Sensorveillance: The New Digital Crime Scene

Published on March 18, 2026 | Translated from Spanish

The traditional crime scene, delimited by yellow tape, has expanded its boundaries into the digital realm. Today, the electronic devices surrounding us generate a constant trail of location and activity data, creating a dynamic and omnipresent forensic scene. This phenomenon, known as sensorveillance, turns everyday life into a source of digital evidence for law enforcement. We analyze how this passive surveillance through sensors is redefining police investigation and evidence collection.

A detective analyzes a 3D digital map of a city with multiple highlighted location data points on the screen.

Forensic Analysis of Sensor Data: Geofence and Telemetry 🔍

The forensic process begins with a judicial geofence warrant, which compels companies like Google to provide anonymous data from all devices in a specific area and time. Analysts cross-reference these movement patterns with other data until identifying a suspicious device, for which they then request the user's identity. In parallel, telemetry from connected vehicles offers an objective digital record of speed, braking, and impact forces. In an accident, these vehicle sensor data can reconstruct the event sequence with technical precision, contradicting subjective testimonies. This analysis creates a timeline and movement map that function as a digital reconstruction of the scene.

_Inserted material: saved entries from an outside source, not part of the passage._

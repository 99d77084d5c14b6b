use std::path::PathBuf;

use anyhow::Context as _;
use clap::Args;
use mamaswitch_utterance::{classify, julius, Attitude, Command};
use serde::Serialize;
use tracing::warn;

use super::{output_result, text_or_stdin};
use crate::Cli;

/// Classify text, or the words of a Julius recognition result.
#[derive(Args)]
pub struct ClassifyCommand {
    /// Utterance text; several words are joined without spaces (default: stdin)
    text: Vec<String>,

    /// Julius module-mode output containing a <RECOGOUT> block
    #[arg(long, conflicts_with = "text")]
    julius: Option<PathBuf>,
}

#[derive(Serialize)]
struct Classified {
    text: String,
    #[serde(skip_serializing_if = "Vec::is_empty")]
    words: Vec<String>,
    command: Option<Command>,
    attitude: Attitude,
}

impl ClassifyCommand {
    pub fn run(&self, cli: &Cli) -> anyhow::Result<()> {
        let (text, words) = match &self.julius {
            Some(path) => {
                let buffer = std::fs::read_to_string(path)
                    .with_context(|| format!("cannot read {}", path.display()))?;
                if !julius::is_complete(&buffer) {
                    warn!(path = %path.display(), "no complete <RECOGOUT> block");
                }
                let words = julius::parse_words(&buffer);
                (words.concat(), words)
            }
            None => (text_or_stdin(&self.text)?, Vec::new()),
        };

        let tags = classify(text.as_str());
        output_result(
            &Classified {
                text,
                words,
                command: tags.command,
                attitude: tags.attitude,
            },
            cli.json,
        )
    }
}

The Dilemma of the Permanent Crime Scene ⚖️

This new layer of evidence raises profound ethical and legal questions. The crime scene is no longer a transient physical place, but a permanent and passive digital record, created without our explicit knowledge. Sensorveillance transforms every citizen into a potential digital witness and, at the same time, into a subject under constant observation. The current forensic challenge is no longer just collecting evidence, but navigating an ocean of personal data and defining the boundaries of a scene that has no borders.

How is IoT sensor data forensic analysis integrated into the traditional crime scene investigation methodology?

(P.S.: In scene analysis, every scale witness is an anonymous little hero.)